1. Model Introduction
K-Means is one of the most commonly used clustering algorithms in unsupervised machine learning. It divides a given data set into multiple different groups or clusters. The core point of each group is the mean value of the group members. Points (usually called “centroids”) can be represented as multidimensional vectors.
The goal of K-Means algorithm is to find groups in the data, minimizing the sum of squared distances from group members to the actual centroid. With the continuous increase of the analyzed data set, it is necessary to calculate the distance between all data points and the centroid each time. To tackle the increased calculation amount and time, the Mini Batch K-Means method is adopted. Mini Batch K-Means is a variant of K-Means. The difference is that Mini Batch K-Means only needs to sample and iterate from all data sets each time, shortening the calculation time to a large degree. It is also widely used to reduce the training time of the algorithm in the Back-propagation.
2. R&D Bases
(1) Béjar,Javoer. K-means vs Mini Batch K-Means: A comparison. Tech. rep. Universitat Politècnica de Catalunya (2013).
(2) HAN Pu1,WANG Dongbo, LIU Yanyun, SU Xinning. The Influence of Speeches on Chinese and English Document Clustering. Journal of Chinese Information Processing,2013,27(2):65-73.
3. Algorithm Description
Randomly select some samples from the data set to form a mini batch; assign them to the nearest group, and continuously update and adjust the centroid. When the convergence conditions (such as the number of iterations, accuracy) are met, the calculation can be terminated.

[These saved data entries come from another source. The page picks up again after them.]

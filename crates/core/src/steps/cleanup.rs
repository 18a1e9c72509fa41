//! Log retention as a pipeline step.

use crate::logging::retention::{cleanup_logs, retention_window};
use crate::steps::base::{Step, StepContext, StepOutput};
use async_trait::async_trait;
use lp_protocol::run_models::StepName;
use std::path::PathBuf;
use std::time::SystemTime;

/// Removes expired log files. Always succeeds; problems become warnings.
pub struct CleanupStep {
    log_dir: PathBuf,
    retention_days: u64,
}

impl CleanupStep {
    /// `log_dir` is resolved against the project root when relative.
    pub fn new(log_dir: PathBuf, retention_days: u64) -> Self {
        Self {
            log_dir,
            retention_days,
        }
    }
}

#[async_trait]
impl Step for CleanupStep {
    fn name(&self) -> StepName {
        StepName::Cleanup
    }

    async fn run(&self, ctx: &StepContext) -> StepOutput {
        let dir = ctx.project_root.join(&self.log_dir);
        let window = retention_window(self.retention_days);

        let report = match tokio::task::spawn_blocking(move || {
            cleanup_logs(&dir, window, SystemTime::now())
        })
        .await
        {
            Ok(report) => report,
            Err(err) => {
                ctx.logger
                    .warn("cleanup", format!("log retention task failed: {err}"));
                return StepOutput::success();
            }
        };

        for failure in &report.failures {
            ctx.logger.warn("cleanup", failure.clone());
        }

        StepOutput::new(
            0,
            format!(
                "removed {} expired log files and {} empty directories",
                report.removed_files.len(),
                report.removed_dirs.len()
            ),
        )
    }
}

Mini Batch K-Means saves a lot of calculation time compared to K-Means. Although a small amount of clustering quality will be sacrificed, the difference in accuracy is negligible when the amount of data is bigger.
4. Index Evaluation
(1) The sum of squared errors within the cluster: the inertial pointer in the K-Means method represents the sum of the mean square distance between each sample and the centroid of the cluster. Generally, the smaller the inertia, the better the model. But as K value increases, the rate of inertia decline becomes very slow, so the K value of the “elbow” can be selected as the most suitable K value choice.
(2) Contour coefficient: the calculation method is that when the average distance between the sample and other samples in the cluster is a, and the average distance between the sample and the external cluster sample is b, the contour coefficient is (b-a)/max(a,b). Generally, the larger the contour coefficient index, the better the clustering effect.